Another subtlety was their use of attributes in the XML payload that were
simply interned as any other property in the JSON representation. I did some
hand waving earlier by suggesting the original system was configured to emit
JSON. That would eventually be the case, but for the POC it was transformed by
an intermediate process that did a straight transliteration. This made the
JSON a little less friendly because I had arrays of objects where they would
have been better described as a dictionary, but I had to be more generic in
that approach.

Once I was in the transformer portion of JS code, I converted the arrays into
something more usable. This still meant nesting multiple loops as I iterated
over the collections and built usable objects.
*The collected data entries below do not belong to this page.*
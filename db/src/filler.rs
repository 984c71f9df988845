// This file is part of Dagsync.
//
// Copyright (C) 2025 Dagsync Technologies.
// SPDX-License-Identifier: GPL-3.0-or-later WITH Classpath-exception-2.0
//
// This program is free software: you can redistribute it and/or modify
// it under the terms of the GNU General Public License as published by
// the Free Software Foundation, either version 3 of the License, or
// (at your option) any later version.
//
// This program is distributed in the hope that it will be useful,
// but WITHOUT ANY WARRANTY; without even the implied warranty of
// MERCHANTABILITY or FITNESS FOR A PARTICULAR PURPOSE. See the
// GNU General Public License for more details.
//
// You should have received a copy of the GNU General Public License
// along with this program. If not, see <https://www.gnu.org/licenses/>.

//! Graph walker filling the local store with a root's missing objects.

use crate::{ContentStorage, StorageError};
use dagsync_common::{H256, Object, Root};
use futures::{
    FutureExt,
    future::BoxFuture,
    stream::{FuturesUnordered, StreamExt},
};
use parity_scale_codec::Decode;
use std::{
    collections::{HashSet, VecDeque},
    sync::{
        Arc,
        atomic::{AtomicBool, Ordering},
    },
};
use tokio::sync::{Notify, mpsc};

/// Failure modes of a graph fill.
#[derive(Debug, thiserror::Error)]
pub enum FillError {
    /// A payload under this address does not decode as a graph object.
    #[error("object {0} is malformed")]
    MalformedObject(H256),
    /// The filler was closed before the graph became complete.
    #[error("filling closed")]
    Closed,
    #[error(transparent)]
    Storage(#[from] StorageError),
}

#[derive(Default)]
struct Cancel {
    closed: AtomicBool,
    notify: Notify,
}

/// Terminates a running [`Filler`] from another task.
#[derive(Clone)]
pub struct FillerCloser {
    cancel: Arc<Cancel>,
}

impl FillerCloser {
    /// Stop the walk promptly. Idempotent.
    pub fn close(&self) {
        self.cancel.closed.store(true, Ordering::SeqCst);
        // `notify_one` stores a permit, so the single run task observes the
        // close even when it is not parked on `notified` yet.
        self.cancel.notify.notify_one();
    }
}

/// Walker of a root's object graph.
///
/// Objects are visited breadth-first with bounded parallelism. For every
/// referenced object missing from the store the walker emits the address on
/// the request channel and parks until the object shows up; the channel is
/// bounded, so a saturated request pipeline throttles graph exploration.
pub struct Filler<S> {
    db: S,
    root: Root,
    requests: mpsc::Sender<H256>,
    max_parallel: usize,
    cancel: Arc<Cancel>,
}

impl<S: ContentStorage> Filler<S> {
    pub(crate) fn new(
        db: S,
        root: Root,
        requests: mpsc::Sender<H256>,
        max_parallel: usize,
    ) -> Self {
        Self {
            db,
            root,
            requests,
            max_parallel: max_parallel.max(1),
            cancel: Arc::default(),
        }
    }

    /// Handle terminating this filler.
    pub fn closer(&self) -> FillerCloser {
        FillerCloser {
            cancel: self.cancel.clone(),
        }
    }

    /// Run until every object reachable from the root is local. Each
    /// distinct address is emitted at most once per fill.
    pub async fn run(self) -> Result<(), FillError> {
        if self.root.is_empty() {
            return Ok(());
        }

        let mut queue = VecDeque::from([self.root.object]);
        let mut visited = HashSet::from([self.root.object]);
        let mut active: FuturesUnordered<BoxFuture<'static, Result<Vec<H256>, FillError>>> =
            FuturesUnordered::new();

        loop {
            while active.len() < self.max_parallel {
                let Some(hash) = queue.pop_front() else { break };
                active.push(visit(self.db.clone(), self.requests.clone(), hash).boxed());
            }

            if active.is_empty() {
                log::debug!(
                    "graph of root #{} complete, {} object(s) visited",
                    self.root.seq,
                    visited.len()
                );
                return Ok(());
            }

            if self.cancel.closed.load(Ordering::SeqCst) {
                return Err(FillError::Closed);
            }

            let refs = tokio::select! {
                _ = self.cancel.notify.notified() => return Err(FillError::Closed),
                next = active.next() => match next {
                    Some(refs) => refs?,
                    None => return Ok(()),
                },
            };

            for child in refs {
                if visited.insert(child) {
                    queue.push_back(child);
                }
            }
        }
    }
}

/// Ensure one object is local and return its child references.
async fn visit<S: ContentStorage>(
    db: S,
    requests: mpsc::Sender<H256>,
    hash: H256,
) -> Result<Vec<H256>, FillError> {
    let data = match db.get(&hash) {
        Some(data) => data,
        None => {
            requests.send(hash).await.map_err(|_| FillError::Closed)?;
            db.wait(hash).await?
        }
    };

    let object =
        Object::decode(&mut data.as_slice()).map_err(|_| FillError::MalformedObject(hash))?;

    Ok(object.refs)
}
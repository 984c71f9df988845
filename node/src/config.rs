// This file is part of Dagsync.
//
// Copyright (C) 2025 Dagsync Technologies.
// SPDX-License-Identifier: GPL-3.0-or-later WITH Classpath-exception-2.0
//
// This program is free software: you can redistribute it and/or modify
// it under the terms of the GNU General Public License as published by
// the Free Software Foundation, either version 3 of the License, or
// (at your option) any later version.
//
// This program is distributed in the hope that it will be useful,
// but WITHOUT ANY WARRANTY; without even the implied warranty of
// MERCHANTABILITY or FITNESS FOR A PARTICULAR PURPOSE. See the
// GNU General Public License for more details.
//
// You should have received a copy of the GNU General Public License
// along with this program. If not, see <https://www.gnu.org/licenses/>.

//! Node configuration.

use anyhow::{Result, ensure};
use std::time::Duration;

/// Default per-feed limit of simultaneously tracked branches (heads).
pub const DEFAULT_MAX_HEADS: usize = 16;

/// Substituted for a zero `max_filling_parallel`: the walker's request
/// channel cannot be unbounded, so "unlimited" is capped here.
pub const MAX_FILLING_PARALLEL_FALLBACK: usize = 1024;

/// Default deadline of a single object request.
pub const DEFAULT_REQUEST_TIMEOUT: Duration = Duration::from_secs(10);

/// Configuration of a [`Node`](crate::Node) and its heads.
#[derive(Debug, Clone)]
pub struct NodeConfig {
    /// Per-feed limit of heads; 0 means unlimited.
    pub max_heads: usize,
    /// Cap of the graph walker's concurrency per head; 0 selects
    /// [`MAX_FILLING_PARALLEL_FALLBACK`].
    pub max_filling_parallel: usize,
    /// Deadline of a single object request to a peer.
    pub request_timeout: Duration,
}

impl Default for NodeConfig {
    fn default() -> Self {
        Self {
            max_heads: DEFAULT_MAX_HEADS,
            max_filling_parallel: 0,
            request_timeout: DEFAULT_REQUEST_TIMEOUT,
        }
    }
}

impl NodeConfig {
    /// Validate the configuration.
    pub fn validate(&self) -> Result<()> {
        ensure!(
            !self.request_timeout.is_zero(),
            "request timeout must be non-zero"
        );

        Ok(())
    }

    /// Effective walker concurrency cap.
    pub fn filling_parallel(&self) -> usize {
        if self.max_filling_parallel == 0 {
            MAX_FILLING_PARALLEL_FALLBACK
        } else {
            self.max_filling_parallel
        }
    }
}
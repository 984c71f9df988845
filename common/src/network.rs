// This file is part of Dagsync.
//
// Copyright (C) 2025 Dagsync Technologies.
// SPDX-License-Identifier: GPL-3.0-or-later WITH Classpath-exception-2.0
//
// This program is free software: you can redistribute it and/or modify
// it under the terms of the GNU General Public License as published by
// the Free Software Foundation, either version 3 of the License, or
// (at your option) any later version.
//
// This program is distributed in the hope that it will be useful,
// but WITHOUT ANY WARRANTY; without even the implied warranty of
// MERCHANTABILITY or FITNESS FOR A PARTICULAR PURPOSE. See the
// GNU General Public License for more details.
//
// You should have received a copy of the GNU General Public License
// along with this program. If not, see <https://www.gnu.org/licenses/>.

//! Wire-level messages exchanged between peers.

use crate::{H256, Root};
use parity_scale_codec::{Decode, Encode};

/// Messages of the replication protocol. Request/response correlation is
/// the transport's concern; receivers validate reply variants structurally.
#[derive(Debug, Clone, PartialEq, Eq, Encode, Decode, derive_more::From)]
pub enum NetworkMessage {
    /// A peer announces the latest root it possesses.
    AnnounceRoot(Root),
    /// Ask a peer for the object with the given content address.
    RequestObject(H256),
    /// Raw object payload; the receiver derives the address itself.
    Object(Vec<u8>),
}
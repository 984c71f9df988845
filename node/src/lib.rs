// This file is part of Dagsync.
//
// Copyright (C) 2025 Dagsync Technologies.
// SPDX-License-Identifier: GPL-3.0-or-later WITH Classpath-exception-2.0
//
// This program is free software: you can redistribute it and/or modify
// it under the terms of the GNU General Public License as published by
// the Free Software Foundation, either version 3 of the License, or
// (at your option) any later version.
//
// This program is distributed in the hope that it will be useful,
// but WITHOUT ANY WARRANTY; without even the implied warranty of
// MERCHANTABILITY or FITNESS FOR A PARTICULAR PURPOSE. See the
// GNU General Public License for more details.
//
// You should have received a copy of the GNU General Public License
// along with this program. If not, see <https://www.gnu.org/licenses/>.

//! dagsync node: per-feed replication of content-addressed object graphs.
//!
//! Peers announce [`Root`]s (apexes of immutable Merkle graphs) per feed
//! and branch. For every branch of a subscribed feed the node keeps one
//! [`Head`] that selects which root to fill next and pulls the graph's
//! missing objects from the peers known to possess that root. Transport,
//! signature verification and the store backend stay outside; the seams
//! are [`PeerConnection`], [`NodeEvents`] and
//! [`ContentStorage`](dagsync_db::ContentStorage).

pub mod config;
pub mod head;
pub mod known;
pub mod peer;


pub use config::NodeConfig;
pub use head::{Head, HeadId};
pub use peer::{Conn, PeerConnection, PeerId, RequestError};

pub use dagsync_common as common;
pub use dagsync_db as db;

use anyhow::Result;
use dagsync_common::{FeedId, Root};
use dagsync_db::ContentStorage;
use std::{
    collections::{HashMap, hash_map::Entry},
    sync::Arc,
};

/// Callbacks a node emits upward. All of them are invoked from head event
/// loops and must not block.
pub trait NodeEvents: Send + Sync + 'static {
    /// A root announcement is about to be adopted for filling or as the
    /// pending successor. Returning an error rejects the root: no fill is
    /// started and the pending slot is left untouched.
    fn on_root_received(&self, conn: &Conn, root: &Root) -> Result<()> {
        let _ = (conn, root);
        Ok(())
    }

    /// The graph under `root` is fully local.
    fn on_root_filled(&self, root: &Root) {
        let _ = root;
    }

    /// The graph under `root` cannot be completed.
    fn on_filling_breaks(&self, root: &Root, err: &anyhow::Error) {
        let _ = (root, err);
    }

    /// Process-level failure (the content store refused a write).
    fn on_fatal(&self, message: &str, err: &anyhow::Error) {
        let _ = (message, err);
    }
}

/// Head-terminating errors.
#[derive(Debug, thiserror::Error)]
pub enum HeadError {
    /// No live peer can serve the filling root and no request is
    /// outstanding to deliver one back.
    #[error("no connections to fill the root from")]
    NoPeersForRoot,
    /// The per-feed heads limit was reached; the new head is terminated.
    #[error("feed heads limit reached ({0})")]
    HeadCapacityExceeded(usize),
}

/// Per-feed set of filling heads, keyed by root branch.
#[derive(Default)]
struct Feed {
    heads: HashMap<u64, Head>,
}

impl Feed {
    fn receive_root<S: ContentStorage>(
        &mut self,
        db: &S,
        config: &NodeConfig,
        events: &Arc<dyn NodeEvents>,
        conn: Conn,
        root: Root,
    ) {
        let at_capacity = config.max_heads != 0 && self.heads.len() >= config.max_heads;

        let head = match self.heads.entry(root.branch) {
            Entry::Occupied(entry) => entry.into_mut(),
            Entry::Vacant(entry) => {
                let id = HeadId {
                    feed: root.feed,
                    branch: root.branch,
                };
                let head = Head::spawn(db.clone(), config.clone(), events.clone(), id);

                if at_capacity {
                    // Terminate through the head's fatal path; the dead
                    // handle keeps later announcements for this branch
                    // cheap no-ops.
                    log::warn!("[{id}] heads limit reached, branch refused");
                    head.close_by_error(anyhow::Error::new(HeadError::HeadCapacityExceeded(
                        config.max_heads,
                    )));
                    entry.insert(head);
                    return;
                }

                entry.insert(head)
            }
        };

        head.receive_root(conn, root);
    }

    fn del_conn(&self, peer: PeerId) {
        for head in self.heads.values() {
            head.del_conn(peer);
        }
    }

    async fn close(&mut self) {
        for (_, mut head) in self.heads.drain() {
            head.close().await;
        }
    }
}

/// Node-wide replication service: routes announcements and connection
/// events of subscribed feeds into per-branch heads.
pub struct Node<S: ContentStorage> {
    config: NodeConfig,
    db: S,
    events: Arc<dyn NodeEvents>,
    feeds: HashMap<FeedId, Feed>,
}

impl<S: ContentStorage> Node<S> {
    pub fn new(config: NodeConfig, db: S, events: Arc<dyn NodeEvents>) -> Result<Self> {
        config.validate()?;

        Ok(Self {
            config,
            db,
            events,
            feeds: HashMap::new(),
        })
    }

    /// Start tracking a feed. Announcements of unsubscribed feeds are
    /// dropped.
    pub fn subscribe(&mut self, feed: FeedId) {
        self.feeds.entry(feed).or_default();
        log::debug!("subscribed to feed {feed}");
    }

    /// Stop tracking a feed, terminating its heads.
    pub async fn unsubscribe(&mut self, feed: FeedId) {
        let Some(mut removed) = self.feeds.remove(&feed) else {
            return;
        };

        removed.close().await;
        log::debug!("unsubscribed from feed {feed}");
    }

    pub fn is_subscribed(&self, feed: &FeedId) -> bool {
        self.feeds.contains_key(feed)
    }

    /// Deliver a root announcement received from a peer. Signature checks
    /// happened upstream.
    pub fn receive_root(&mut self, conn: Conn, root: Root) {
        let Some(feed) = self.feeds.get_mut(&root.feed) else {
            log::debug!(
                "dropping root #{} of unsubscribed feed {}",
                root.seq,
                root.feed
            );
            return;
        };

        feed.receive_root(&self.db, &self.config, &self.events, conn, root);
    }

    /// A peer connection was dropped by the transport.
    pub fn del_conn(&mut self, peer: PeerId) {
        for feed in self.feeds.values() {
            feed.del_conn(peer);
        }
    }

    /// Shut the node down, terminating every head. Idempotent.
    pub async fn close(&mut self) {
        for (_, mut feed) in self.feeds.drain() {
            feed.close().await;
        }
    }
}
There was some attempt by the original programmer to use XSLT best practices.
The transformation was broken up into multiple templates that were then
applied, but there was too much reliance on conditional variables for my
taste.

Arguably had the JSON payload been rewritten and structured better, the JS
approach would have worked. But this was building a plane in mid-flight. I
didn't have that luxury. I had to ingest JSONified XML and emit a text
document.

To make the template easier to read in the source I defined it using
Moustache. This was probably the biggest issue with the existing system. With
all of the conditionals, it was next to impossible to know what the final
transformation would look like. This is why the client was looking for other
options, because the existing system was becoming too costly to maintain.

I think this is what I was trying to get at in my original comment. XSLT
worked better as a data transformer. XPath made it easier to describe these
transformations than I could do in JS alone. On the other hand, the JS was
easier to maintain and if from your background you only know procedural
languages, it was easier to read and write. The problem in this case was that
the data they were using to drive the process was already in an XML format and
XSLT was a known working solution.

I still think the best solution for this case would be rewriting the backend,
but that wasn't an option. The next best solution would be to use XSLT to
transform the data into something more manageable in JS, but the client wanted
to eliminate XSLT entirely. My POC was the end result, for better or for
worse. It was still an interesting project.

------
Turing_Machine
Much discussion of similar issues here:

[http://c2.com/cgi/wiki?XmlIsaPoorCopyOfEssExpressions](http://c2.com/cgi/wiki?XmlIsaPoorCopyOfEssExpressions)

------
pan69
XML works very well as a serialization format. Especially when you apply
schemas that are able to validate your XML structure. I agree, typing XML can
be cumbersome but so can JSON (which can be quite nightmarish in larger blobs
and which doesn't allow comments).